A menos que haja uma guinada digna dos filmes mais bregas de Hollywood, a carreira de Ângelo Stulp, 26 anos, acabou no futebol. Meia formado pelas bases de Grêmio e Novo Hamburgo, ele era figurinha carimbada no Interior nos últimos anos. Andou por Aimoré, Guarany-Ba, Bagé, São José, Inter-SM e estava no União-FW em sua última tentativa de seguir jogando bola.
Colecionou acessos por Bagé (da terceira para a segunda divisão estadual) e São José (da Série D para a C nacional), andou por Santa Catarina, no Metropolitano, e estava no norte gaúcho quando sentiu que havia chegado ao fim da linha.
Ao ser avisado de que estava liberado de Frederico Westphalen para ir para casa, tinha noção de que poderia não voltar mais. Inicialmente, era para ser um período curto, de cinco dias que passaria em Novo Hamburgo, cidade onde mora com a mulher e um filho, de dois anos.

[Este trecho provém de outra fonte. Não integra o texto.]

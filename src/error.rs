use std::path::PathBuf;
use thiserror::Error;

/// Failures the library can surface to the CLI or other callers.
///
/// Duplicate cards are deliberately absent: exhausting the retry budgets is a
/// degraded-but-valid outcome reported through
/// [`GeneratedBatch::duplicates`](crate::GeneratedBatch), never an error.
#[derive(Debug, Error)]
pub enum Error {
    #[error("not enough songs to fill a card: need at least {needed}, got {got}")]
    NotEnoughSongs { needed: usize, got: usize },

    #[error("failed to access {path}: {source}")]
    Io {
        path: PathBuf,
        #[source]
        source: std::io::Error,
    },

    #[error("duplicate song id {id} in catalogue {path}")]
    DuplicateSongId { id: u32, path: PathBuf },

    #[error("invalid JSON in {path}: {source}")]
    Json {
        path: PathBuf,
        #[source]
        source: serde_json::Error,
    },

    #[error("failed to write page image {path}: {source}")]
    Image {
        path: PathBuf,
        #[source]
        source: image::ImageError,
    },

    #[error("no usable system font found (set QUINA_FONT_PATH to a .ttf/.otf file)")]
    FontNotFound,

    #[error("font data could not be parsed")]
    InvalidFont,
}
use std::fs::{self, File};
use std::io::{BufReader, BufWriter, Write};
use std::path::Path;

use crate::card::Card;
use crate::error::Error;

/// Writes the generated cards to a JSON file, creating parent directories as
/// needed. `pretty` trades file size for a diffable layout.
pub fn save_cards(cards: &[Card], path: &Path, pretty: bool) -> Result<(), Error> {
    let io_err = |source| Error::Io {
        path: path.to_path_buf(),
        source,
    };

    if let Some(parent) = path.parent()
        && !parent.as_os_str().is_empty()
    {
        fs::create_dir_all(parent).map_err(io_err)?;
    }

    let file = File::create(path).map_err(io_err)?;
    let mut writer = BufWriter::new(file);
    let result = if pretty {
        serde_json::to_writer_pretty(&mut writer, cards)
    } else {
        serde_json::to_writer(&mut writer, cards)
    };
    result.map_err(|source| Error::Json {
        path: path.to_path_buf(),
        source,
    })?;

    // BufWriter::drop swallows flush errors; a full disk must not look like
    // a successful write.
    writer.flush().map_err(io_err)
}

/// Reads a card file back, e.g. to look a card up by id during the game.
pub fn load_cards(path: &Path) -> Result<Vec<Card>, Error> {
    let file = File::open(path).map_err(|source| Error::Io {
        path: path.to_path_buf(),
        source,
    })?;
    let reader = BufReader::new(file);
    serde_json::from_reader(reader).map_err(|source| Error::Json {
        path: path.to_path_buf(),
        source,
    })
}
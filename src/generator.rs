use tracing::debug;

use crate::card::{Card, build_card};
use crate::error::Error;
use crate::song::Song;
use crate::uniqueness::UniquenessTracker;

pub const MAX_BINGO_ATTEMPTS: usize = 30;
pub const MAX_LINE_ATTEMPTS: usize = 30;

/// Result of one generation batch.
///
/// `duplicates` lists the ids of cards that repeat the full song set of an
/// earlier card in the same batch. That can only happen once the retry
/// budgets are spent, and it is a degraded outcome rather than a failure:
/// callers decide whether to warn, regenerate with another seed, or accept.
#[derive(Debug, Clone)]
pub struct GeneratedBatch {
    pub cards: Vec<Card>,
    pub duplicates: Vec<String>,
}

impl GeneratedBatch {
    pub fn duplicate_count(&self) -> usize {
        self.duplicates.len()
    }
}

/// Generates `amount` cards with ids `start_id..start_id + amount`, in order.
///
/// Each card draws from its own seed, `"{seed}-{id}"`, so batches are fully
/// reproducible and cards within a batch are independent shuffles. The
/// uniqueness tracker lives for exactly one call: separate batches (say,
/// "normal" and "special" tickets) may legitimately repeat each other.
pub fn generate_cards(
    kind: &str,
    start_id: u64,
    amount: usize,
    songs: &[Song],
    seed: &str,
) -> Result<GeneratedBatch, Error> {
    let mut tracker = UniquenessTracker::new();
    let mut cards = Vec::with_capacity(amount);
    let mut duplicates = Vec::new();

    for offset in 0..amount {
        let id = (start_id + offset as u64).to_string();
        let card_seed = format!("{seed}-{id}");
        let card = draw_card(&tracker, &id, kind, songs, &card_seed)?;

        if tracker.is_card_duplicate(&card) {
            debug!(card = %id, "accepted a duplicate card after exhausting retries");
            duplicates.push(id);
        }
        tracker.register_card(&card);
        cards.push(card);
    }

    Ok(GeneratedBatch { cards, duplicates })
}

/// Draws one card in up to three phases: avoid whole-card duplicates, then
/// fall back to avoiding line duplicates, then accept a known duplicate built
/// from the bare per-card seed. Every attempt derives a fresh seed so retries
/// never rebuild the same candidate.
fn draw_card(
    tracker: &UniquenessTracker,
    id: &str,
    kind: &str,
    songs: &[Song],
    card_seed: &str,
) -> Result<Card, Error> {
    for attempt in 0..MAX_BINGO_ATTEMPTS {
        let card = build_card(id, kind, songs, &attempt_seed(card_seed, attempt))?;
        if !tracker.is_card_duplicate(&card) {
            return Ok(card);
        }
    }

    for attempt in 0..MAX_LINE_ATTEMPTS {
        let seed = attempt_seed(card_seed, MAX_BINGO_ATTEMPTS + attempt);
        let card = build_card(id, kind, songs, &seed)?;
        if !tracker.is_line_duplicate(&card) {
            return Ok(card);
        }
    }

    build_card(id, kind, songs, card_seed)
}

fn attempt_seed(card_seed: &str, attempt: usize) -> String {
    if attempt == 0 {
        card_seed.to_string()
    } else {
        format!("{card_seed}-{attempt}")
    }
}

#[cfg(test)]
mod tests {
    use super::*;
    use crate::card::SONGS_PER_CARD;
    use crate::song::sample_songs;
    use std::collections::HashSet;

    #[test]
    fn batches_are_reproducible() {
        let songs = sample_songs(48);
        let a = generate_cards("normal", 1, 12, &songs, "quina-2024").expect("generate");
        let b = generate_cards("normal", 1, 12, &songs, "quina-2024").expect("generate");
        assert_eq!(a.cards, b.cards);
        assert_eq!(a.duplicates, b.duplicates);
    }

    #[test]
    fn ids_are_sequential_from_start_id() {
        let songs = sample_songs(48);
        let batch = generate_cards("normal", 5, 4, &songs, "seed").expect("generate");
        let ids: Vec<&str> = batch.cards.iter().map(|c| c.id.as_str()).collect();
        assert_eq!(ids, ["5", "6", "7", "8"]);
        assert!(batch.cards.iter().all(|c| c.kind == "normal"));
    }

    #[test]
    fn roomy_catalogue_produces_no_duplicates() {
        let songs = sample_songs(48);
        let batch = generate_cards("normal", 1, 12, &songs, "roomy").expect("generate");
        assert!(batch.duplicates.is_empty());

        let fingerprints: HashSet<String> =
            batch.cards.iter().map(|c| c.fingerprint()).collect();
        assert_eq!(fingerprints.len(), batch.cards.len());
    }

    #[test]
    fn every_card_is_valid() {
        let songs = sample_songs(40);
        let batch = generate_cards("normal", 1, 10, &songs, "valid").expect("generate");
        for card in &batch.cards {
            let distinct: HashSet<u32> = card.song_ids().collect();
            assert_eq!(distinct.len(), SONGS_PER_CARD);
            for line in &card.lines {
                assert_eq!(line.len(), 4);
                for pair in line.windows(2) {
                    assert!(pair[0].title <= pair[1].title);
                }
            }
        }
    }

    #[test]
    fn exhausted_retries_degrade_to_counted_duplicates() {
        // With exactly twelve songs every card holds the same song set, so
        // every card after the first is a duplicate no matter how often the
        // driver retries. The first card is never one: the tracker is empty.
        let songs = sample_songs(SONGS_PER_CARD as u32);
        let batch = generate_cards("normal", 1, 2, &songs, "cramped").expect("generate");
        assert_eq!(batch.cards.len(), 2);
        assert_eq!(batch.cards[0].fingerprint(), batch.cards[1].fingerprint());
        assert_eq!(batch.duplicates, vec!["2".to_string()]);
        assert_eq!(batch.duplicate_count(), 1);
    }

    #[test]
    fn insufficient_catalogue_aborts_the_whole_batch() {
        let songs = sample_songs(11);
        let err = generate_cards("normal", 1, 3, &songs, "short").unwrap_err();
        assert!(matches!(err, Error::NotEnoughSongs { got: 11, .. }));
    }

    #[test]
    fn thirteen_song_catalogue_drops_the_same_song_every_run() {
        let songs = sample_songs(13);
        let run = |seed: &str| generate_cards("normal", 1, 1, &songs, seed).expect("generate");

        let a = run("test");
        let b = run("test");
        assert_eq!(a.cards, b.cards);
        assert_eq!(a.cards[0].id, "1");

        let used: HashSet<u32> = a.cards[0].song_ids().collect();
        assert_eq!(used.len(), SONGS_PER_CARD);
        let dropped_a: Vec<u32> = songs.iter().map(|s| s.id).filter(|id| !used.contains(id)).collect();
        let used_b: HashSet<u32> = b.cards[0].song_ids().collect();
        let dropped_b: Vec<u32> = songs.iter().map(|s| s.id).filter(|id| !used_b.contains(id)).collect();
        assert_eq!(dropped_a, dropped_b);
        assert_eq!(dropped_a.len(), 1);
    }
}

— Mas foram adiando, adiando. Quando vi, estava no plano de auxílio emergencial do governo. A situação apertou de vez, então procurei um amigo, que é dono de uma imobiliária e tinha me oferecido emprego. Ele me chamou e comecei a trabalhar. Sempre joguei bola, nunca tinha feito nada disso. Só que a necessidade faz a gente aprender — explica o agora corretor Ângelo.
Adaptou-se rapidamente à nova função, fez uma carteira de clientes e agora não pensa mais em voltar, já que sua mulher também tem emprego na cidade. Segundo ele, o salário é o dobro do que costumava receber no futebol. Isso ficando em casa, perto da família, sem a incerteza dos atrasos de salário e a oscilação de renda de um semestre para o outro, realidades comuns em clubes.
Sem contratos longos, jogadores costumam atuar em um time em Gauchão ou Divisão de Acesso e mudar de cidade para a disputa da Copinha. Cada competição com realidades financeiras diferentes. Mesmo que não seja mais a profissão, o futebol ainda é sua paixão, que também está sendo atrapalhada pela pandemia. Ângelo já sabe o que vai fazer quando a situação melhorar:
— Estou louco para jogar bola.
Mas, agora, só pelo divertimento e pela adrenalina. Seu negócio é vender imóveis.